Enorme, ela deu um rasante em mim e bateu violentamente na minha testa. Sem exagero, parecia que eu tinha passado por um acidente de carro e batido com a cabeça no painel. 


Jamais imaginei que colidir com uma pomba seria uma possibilidade nessa vida, mas lá estava eu, na rua, com a cabeça doendo, os fones de ouvido caídos no chão e os pedestres ao meu redor segurando (mal) a risada.

Tudo o que passava na minha cabeça, além de umas penas que ficaram presas no meu cabelo, era que eu precisava escrever sobre isso. Se eu não contasse essa história pra ninguém, o incidente só seria marcante pra mim e pra pomba, e a dor na minha cabeça só teria sido um inconveniente numa segunda-feira qualquer. 


Já se eu escrevesse sobre isso, a situação mudaria de figura. Viraria uma anedota, viraria um evento, viraria um pinguinho de singularidade no personagem que eu sou. 

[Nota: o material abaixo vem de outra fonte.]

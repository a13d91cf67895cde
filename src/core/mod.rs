//! 核心编排层：错误与恢复、会话状态、会话控制、命令分发

pub mod error;
pub mod orchestrator;
pub mod recovery;
pub mod session;
pub mod state;

pub use error::{ControlError, ErrorKind, GenerationError};
pub use orchestrator::{
    create_controller, create_generator_from_config, dispatch, spawn_command_loop, Command,
    Overrides,
};
pub use recovery::{RecoveryAction, RecoveryEngine, RetryPolicy, DEFAULT_MAX_ATTEMPTS, DEFAULT_RETRY_DELAY};
pub use session::{RunOutcome, SessionController};
pub use state::{ProcessingState, SessionState};
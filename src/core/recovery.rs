//! 错误恢复引擎
//!
//! 根据 ErrorKind 返回 RecoveryAction，供 StepExecutor 决定重试、挂起（可恢复）还是终止会话。

use std::time::Duration;

use crate::core::ErrorKind;

/// 单步最大尝试次数
pub const DEFAULT_MAX_ATTEMPTS: u32 = 45;
/// 两次尝试之间的固定间隔
pub const DEFAULT_RETRY_DELAY: Duration = Duration::from_millis(2000);

/// 固定次数、固定间隔的重试策略
#[derive(Debug, Clone, Copy, PartialEq, Eq)]
pub struct RetryPolicy {
    pub max_attempts: u32,
    pub delay: Duration,
}

impl Default for RetryPolicy {
    fn default() -> Self {
        Self {
            max_attempts: DEFAULT_MAX_ATTEMPTS,
            delay: DEFAULT_RETRY_DELAY,
        }
    }
}

impl RetryPolicy {
    pub fn new(max_attempts: u32, delay: Duration) -> Self {
        Self {
            max_attempts: max_attempts.max(1),
            delay,
        }
    }
}

/// 恢复引擎根据错误类型给出的建议动作
#[derive(Debug, Clone, Copy, PartialEq, Eq)]
pub enum RecoveryAction {
    /// 等待固定间隔后重试同一步
    Retry,
    /// 用户取消：保留会话快照，可 resume
    Suspend,
    /// 致命错误：会话回到 idle，不再重试
    Halt,
}

#[derive(Debug, Default)]
pub struct RecoveryEngine;

impl RecoveryEngine {
    pub fn new() -> Self {
        Self
    }

    pub fn handle(&self, kind: ErrorKind) -> RecoveryAction {
        match kind {
            ErrorKind::Cancelled => RecoveryAction::Suspend,
            ErrorKind::ApiKeyMissing | ErrorKind::ApiKeyInvalid => RecoveryAction::Halt,
            ErrorKind::QuotaExceeded | ErrorKind::ApiCommunication | ErrorKind::Unknown => {
                RecoveryAction::Retry
            }
        }
    }
}

#[cfg(test)]
mod tests {
    use super::*;

    #[test]
    fn test_recovery_cancelled() {
        let engine = RecoveryEngine::new();
        assert_eq!(engine.handle(ErrorKind::Cancelled), RecoveryAction::Suspend);
    }

    #[test]
    fn test_recovery_api_key_errors_halt() {
        let engine = RecoveryEngine::new();
        assert_eq!(engine.handle(ErrorKind::ApiKeyMissing), RecoveryAction::Halt);
        assert_eq!(engine.handle(ErrorKind::ApiKeyInvalid), RecoveryAction::Halt);
    }

    #[test]
    fn test_recovery_transient_errors_retry() {
        let engine = RecoveryEngine::new();
        for kind in [
            ErrorKind::QuotaExceeded,
            ErrorKind::ApiCommunication,
            ErrorKind::Unknown,
        ] {
            assert_eq!(engine.handle(kind), RecoveryAction::Retry);
        }
    }

    #[test]
    fn test_retry_policy_defaults() {
        let policy = RetryPolicy::default();
        assert_eq!(policy.max_attempts, 45);
        assert_eq!(policy.delay, Duration::from_secs(2));
    }

    #[test]
    fn test_retry_policy_at_least_one_attempt() {
        assert_eq!(RetryPolicy::new(0, Duration::ZERO).max_attempts, 1);
    }
}
//! 会话事件：推送给展示层（CLI / 前端）的消息、记事本、轮次与状态变化

use chrono::{DateTime, Utc};
use serde::Serialize;
use tokio::sync::mpsc;
use uuid::Uuid;

use crate::core::ProcessingState;
use crate::discussion::Speaker;

/// 消息用途
#[derive(Debug, Clone, Copy, PartialEq, Eq, Serialize)]
#[serde(rename_all = "snake_case")]
pub enum MessagePurpose {
    UserInput,
    SystemNotification,
    AnalystToCritic,
    CriticToAnalyst,
    FinalResponse,
}

#[derive(Debug, Clone, Copy, PartialEq, Eq, Serialize)]
#[serde(rename_all = "snake_case")]
pub enum ApiKeyStatus {
    Ok,
    Missing,
    Invalid,
}

/// 单条会话事件（可序列化为 JSON）
#[derive(Debug, Clone, Serialize)]
#[serde(tag = "type", rename_all = "snake_case")]
pub enum SessionEvent {
    MessageAppended {
        id: Uuid,
        speaker: Speaker,
        purpose: MessagePurpose,
        text: String,
        /// 生成耗时（仅 AI 消息）
        elapsed_ms: Option<u64>,
        timestamp: DateTime<Utc>,
    },
    NotepadUpdated { content: String },
    TurnAdvanced { turn: u32 },
    ProcessingStateChanged { state: ProcessingState },
    ApiKeyStatusChanged {
        status: ApiKeyStatus,
        message: Option<String>,
    },
    /// 讨论自然结束，记录完成的轮数
    DiscussionCompleted { turns: u32 },
}

impl SessionEvent {
    pub fn message(
        speaker: Speaker,
        purpose: MessagePurpose,
        text: impl Into<String>,
        elapsed_ms: Option<u64>,
    ) -> Self {
        Self::MessageAppended {
            id: Uuid::new_v4(),
            speaker,
            purpose,
            text: text.into(),
            elapsed_ms,
            timestamp: Utc::now(),
        }
    }

    pub fn system(text: impl Into<String>) -> Self {
        Self::message(Speaker::System, MessagePurpose::SystemNotification, text, None)
    }
}

/// 事件出口；接收端关闭后发送静默失败
#[derive(Debug, Clone, Default)]
pub struct EventSink {
    tx: Option<mpsc::UnboundedSender<SessionEvent>>,
}

impl EventSink {
    pub fn new(tx: mpsc::UnboundedSender<SessionEvent>) -> Self {
        Self { tx: Some(tx) }
    }

    /// 丢弃所有事件
    pub fn noop() -> Self {
        Self { tx: None }
    }

    pub fn channel() -> (Self, mpsc::UnboundedReceiver<SessionEvent>) {
        let (tx, rx) = mpsc::unbounded_channel();
        (Self::new(tx), rx)
    }

    pub fn emit(&self, event: SessionEvent) {
        if let Some(tx) = &self.tx {
            let _ = tx.send(event);
        }
    }

    pub fn notify(&self, text: impl Into<String>) {
        self.emit(SessionEvent::system(text));
    }
}

#[cfg(test)]
mod tests {
    use super::*;

    #[test]
    fn test_event_serializes_with_type_tag() {
        let json = serde_json::to_value(SessionEvent::TurnAdvanced { turn: 3 }).unwrap();
        assert_eq!(json["type"], "turn_advanced");
        assert_eq!(json["turn"], 3);
    }

    #[test]
    fn test_message_event_fields() {
        let event = SessionEvent::message(
            Speaker::Critic,
            MessagePurpose::CriticToAnalyst,
            "Is that *all* you've got?",
            Some(42),
        );
        let json = serde_json::to_value(&event).unwrap();
        assert_eq!(json["type"], "message_appended");
        assert_eq!(json["speaker"], "critic");
        assert_eq!(json["purpose"], "critic_to_analyst");
        assert_eq!(json["elapsed_ms"], 42);
    }

    #[tokio::test]
    async fn test_sink_delivers_and_noop_drops() {
        let (sink, mut rx) = EventSink::channel();
        sink.notify("hello");
        assert!(matches!(
            rx.recv().await,
            Some(SessionEvent::MessageAppended { speaker: Speaker::System, .. })
        ));
        EventSink::noop().notify("dropped");
    }
}
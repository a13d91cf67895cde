//! 会话设置：讨论策略、双方人设与模型、思考预算、重试策略
//!
//! 在 start 时传入，会话存续期间不可变。

use std::fmt;

use crate::core::RetryPolicy;
use crate::discussion::Participant;

pub const DEFAULT_ANALYST_PERSONA: &str = "你是 Analyst，一个为严谨逻辑推理而生的讨论参与者。\
每一轮你都要构建精确、论据充分的论证，逐条回应 Critic 的质疑，并把 Critic 提出的有效见解\
吸收进改进后的解答。计算与证明要写清每一步。用共享记事本记录已核实的事实与中间结果，\
避免在轮次之间丢失。只有当问题的每个方面都已审视、解答已经完整时，才考虑结束讨论。";

pub const DEFAULT_CRITIC_PERSONA: &str = "你是 Critic，一个富有创造力且高度怀疑的讨论参与者。\
你的职责是站在对立面审视 Analyst 的每一个陈述：质疑前提，复核每一步计算，检查边界与极端情形，\
构造反例。可以步步紧逼（\"你确定吗？\"、\"你遗漏了什么？\"），但要保持专业，忠于用户的原始问题，\
不吹毛求疵，也不偏离主题。同时审查共享记事本，保留经受住检验的结论，标出已过时的条目。";

/// 讨论终止策略
#[derive(Debug, Clone, Copy, PartialEq, Eq)]
pub enum DiscussionPolicy {
    /// 固定轮数 N（N ≥ 1）后直接进入总结，忽略结束信号
    FixedTurns(u32),
    /// 由双方连续两步的结束信号决定
    AiDriven,
}

impl DiscussionPolicy {
    pub fn is_ai_driven(self) -> bool {
        matches!(self, Self::AiDriven)
    }
}

impl fmt::Display for DiscussionPolicy {
    fn fmt(&self, f: &mut fmt::Formatter<'_>) -> fmt::Result {
        match self {
            Self::FixedTurns(n) => write!(f, "fixed ({} turns)", n),
            Self::AiDriven => write!(f, "ai-driven"),
        }
    }
}

/// 接受思考预算的模型前缀；pro / flash-lite / gemma 会拒绝 thinkingConfig
const THINKING_MODELS: &[&str] = &["gemini-2.5-flash"];

/// 模型是否接受思考预算
pub fn model_supports_thinking(model: &str) -> bool {
    let model = model.trim().to_lowercase();
    let model = model.strip_prefix("models/").unwrap_or(&model);
    THINKING_MODELS.iter().any(|m| {
        model
            .strip_prefix(*m)
            .is_some_and(|rest| !rest.starts_with("-lite"))
    })
}

#[derive(Debug, Clone, PartialEq, Eq)]
pub struct ParticipantProfile {
    pub persona: String,
    pub model: String,
    /// 是否向该模型传思考预算
    pub supports_thinking: bool,
}

impl ParticipantProfile {
    fn new(persona: &str, model: &str) -> Self {
        Self {
            persona: persona.to_string(),
            model: model.to_string(),
            supports_thinking: model_supports_thinking(model),
        }
    }
}

#[derive(Debug, Clone, PartialEq, Eq)]
pub struct DiscussionSettings {
    pub policy: DiscussionPolicy,
    pub analyst: ParticipantProfile,
    pub critic: ParticipantProfile,
    /// 思考预算；None 表示不传，只发给 supports_thinking 的一方
    pub thinking_budget: Option<u32>,
    pub retry: RetryPolicy,
}

impl DiscussionSettings {
    pub fn new(policy: DiscussionPolicy, analyst_model: &str, critic_model: &str) -> Self {
        Self {
            policy,
            analyst: ParticipantProfile::new(DEFAULT_ANALYST_PERSONA, analyst_model),
            critic: ParticipantProfile::new(DEFAULT_CRITIC_PERSONA, critic_model),
            thinking_budget: None,
            retry: RetryPolicy::default(),
        }
    }

    pub fn with_retry(mut self, retry: RetryPolicy) -> Self {
        self.retry = retry;
        self
    }

    pub fn with_thinking_budget(mut self, budget: Option<u32>) -> Self {
        self.thinking_budget = budget;
        self
    }

    pub fn profile(&self, participant: Participant) -> &ParticipantProfile {
        match participant {
            Participant::Analyst => &self.analyst,
            Participant::Critic => &self.critic,
        }
    }

    /// participant 这一步实际发送的思考预算
    pub fn thinking_budget_for(&self, participant: Participant) -> Option<u32> {
        self.thinking_budget
            .filter(|_| self.profile(participant).supports_thinking)
    }
}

Acho que é por isso que eu gosto de escrever, pelo sentido que se pode dar aos absurdos. Pelo curioso. Pela meditação. Pelo prazer. Por poder compartilhar as coisas que subitamente me vem à cabeça.


Esse texto vai me trazer likes? Não muitos. Pacientes? Provavelmente não também - o público de pessoas traumatizadas com pombas não deve ser tão grande. 

Mas vai fazer diferença pra mim. Isso basta.